━━━━━ Records provided
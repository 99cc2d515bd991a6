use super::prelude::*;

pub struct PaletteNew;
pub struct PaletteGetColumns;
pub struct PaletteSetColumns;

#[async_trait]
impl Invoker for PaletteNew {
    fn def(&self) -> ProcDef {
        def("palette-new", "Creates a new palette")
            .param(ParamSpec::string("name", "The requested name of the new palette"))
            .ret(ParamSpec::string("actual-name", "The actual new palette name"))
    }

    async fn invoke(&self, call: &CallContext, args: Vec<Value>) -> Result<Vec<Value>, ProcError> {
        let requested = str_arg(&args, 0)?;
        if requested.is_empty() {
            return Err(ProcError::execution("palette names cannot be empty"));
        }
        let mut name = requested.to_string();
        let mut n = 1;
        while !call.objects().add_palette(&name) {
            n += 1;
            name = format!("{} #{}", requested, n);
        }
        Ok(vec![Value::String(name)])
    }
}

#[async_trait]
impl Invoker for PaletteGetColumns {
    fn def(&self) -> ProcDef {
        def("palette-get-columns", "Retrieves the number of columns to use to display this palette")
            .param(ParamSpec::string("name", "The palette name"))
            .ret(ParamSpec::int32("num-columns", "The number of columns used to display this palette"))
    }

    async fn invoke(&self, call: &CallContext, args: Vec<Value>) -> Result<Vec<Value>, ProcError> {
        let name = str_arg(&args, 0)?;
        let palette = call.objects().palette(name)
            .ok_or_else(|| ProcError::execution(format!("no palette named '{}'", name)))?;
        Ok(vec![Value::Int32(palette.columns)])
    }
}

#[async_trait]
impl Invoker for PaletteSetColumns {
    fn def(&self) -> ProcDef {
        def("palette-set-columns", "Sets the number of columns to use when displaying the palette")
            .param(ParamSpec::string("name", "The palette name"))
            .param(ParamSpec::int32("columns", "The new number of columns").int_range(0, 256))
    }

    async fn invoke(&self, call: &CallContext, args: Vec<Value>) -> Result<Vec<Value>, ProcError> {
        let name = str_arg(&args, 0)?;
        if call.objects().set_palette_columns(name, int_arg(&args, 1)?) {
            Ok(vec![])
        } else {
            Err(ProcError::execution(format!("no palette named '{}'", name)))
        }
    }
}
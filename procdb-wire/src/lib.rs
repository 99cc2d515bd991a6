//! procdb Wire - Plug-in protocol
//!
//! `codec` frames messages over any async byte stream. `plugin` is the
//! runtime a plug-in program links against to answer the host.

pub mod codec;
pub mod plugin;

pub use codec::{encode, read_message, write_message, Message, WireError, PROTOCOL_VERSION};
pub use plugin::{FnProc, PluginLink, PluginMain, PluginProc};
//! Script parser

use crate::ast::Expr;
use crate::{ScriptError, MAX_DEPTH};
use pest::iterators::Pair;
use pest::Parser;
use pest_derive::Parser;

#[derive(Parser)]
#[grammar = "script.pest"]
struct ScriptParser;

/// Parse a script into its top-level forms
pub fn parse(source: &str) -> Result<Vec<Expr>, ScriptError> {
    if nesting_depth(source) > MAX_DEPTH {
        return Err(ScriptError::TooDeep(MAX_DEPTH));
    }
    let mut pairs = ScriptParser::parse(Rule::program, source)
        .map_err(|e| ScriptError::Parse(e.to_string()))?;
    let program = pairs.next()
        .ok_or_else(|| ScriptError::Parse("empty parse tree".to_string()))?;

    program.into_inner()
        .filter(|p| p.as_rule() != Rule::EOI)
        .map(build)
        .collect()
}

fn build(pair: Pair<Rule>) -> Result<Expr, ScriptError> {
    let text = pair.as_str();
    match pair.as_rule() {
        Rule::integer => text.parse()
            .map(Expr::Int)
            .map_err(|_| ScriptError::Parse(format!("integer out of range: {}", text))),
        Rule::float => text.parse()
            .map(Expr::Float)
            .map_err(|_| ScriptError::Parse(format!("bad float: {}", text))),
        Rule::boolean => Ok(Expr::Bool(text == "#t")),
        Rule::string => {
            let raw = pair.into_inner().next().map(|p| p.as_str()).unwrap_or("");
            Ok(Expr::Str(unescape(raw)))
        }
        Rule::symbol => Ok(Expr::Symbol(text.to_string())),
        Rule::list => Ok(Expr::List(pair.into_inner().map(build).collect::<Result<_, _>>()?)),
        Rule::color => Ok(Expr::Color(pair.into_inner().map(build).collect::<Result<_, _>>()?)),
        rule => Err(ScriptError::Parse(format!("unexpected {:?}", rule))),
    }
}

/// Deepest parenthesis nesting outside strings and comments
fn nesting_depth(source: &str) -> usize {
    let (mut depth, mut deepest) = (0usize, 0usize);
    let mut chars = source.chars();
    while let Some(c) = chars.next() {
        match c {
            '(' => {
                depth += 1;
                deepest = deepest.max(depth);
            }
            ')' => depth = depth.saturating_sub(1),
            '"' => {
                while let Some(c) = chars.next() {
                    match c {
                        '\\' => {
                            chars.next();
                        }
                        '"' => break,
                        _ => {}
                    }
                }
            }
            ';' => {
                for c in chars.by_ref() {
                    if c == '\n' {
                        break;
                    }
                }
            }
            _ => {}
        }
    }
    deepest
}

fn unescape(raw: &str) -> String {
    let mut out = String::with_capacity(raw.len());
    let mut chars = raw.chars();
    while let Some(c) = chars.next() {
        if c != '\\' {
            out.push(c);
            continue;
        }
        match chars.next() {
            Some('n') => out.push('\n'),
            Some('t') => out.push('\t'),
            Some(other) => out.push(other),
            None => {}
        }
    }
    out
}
━━━━━━━━━━
- _Exercise objective_
Word for word, restate the entries from the first line to the line that has "let palette = call.objects().palette(name)", both included, and nothing else.

- _Your solution_
repository 99cc2d515bd991a6
use super::prelude::*;

pub struct PaletteNew;
pub struct PaletteGetColumns;
pub struct PaletteSetColumns;

#[async_trait]
impl Invoker for PaletteNew {
    fn def(&self) -> ProcDef {
        def("palette-new", "Creates a new palette")
            .param(ParamSpec::string("name", "The requested name of the new palette"))
            .ret(ParamSpec::string("actual-name", "The actual new palette name"))
    }

    async fn invoke(&self, call: &CallContext, args: Vec<Value>) -> Result<Vec<Value>, ProcError> {
        let requested = str_arg(&args, 0)?;
        if requested.is_empty() {
            return Err(ProcError::execution("palette names cannot be empty"));
        }
        let mut name = requested.to_string();
        let mut n = 1;
        while !call.objects().add_palette(&name) {
            n += 1;
            name = format!("{} #{}", requested, n);
        }
        Ok(vec![Value::String(name)])
    }
}

#[async_trait]
impl Invoker for PaletteGetColumns {
    fn def(&self) -> ProcDef {
        def("palette-get-columns", "Retrieves the number of columns to use to display this palette")
            .param(ParamSpec::string("name", "The palette name"))
            .ret(ParamSpec::int32("num-columns", "The number of columns used to display this palette"))
    }

    async fn invoke(&self, call: &CallContext, args: Vec<Value>) -> Result<Vec<Value>, ProcError> {
        let name = str_arg(&args, 0)?;
        let palette = call.objects().palette(name)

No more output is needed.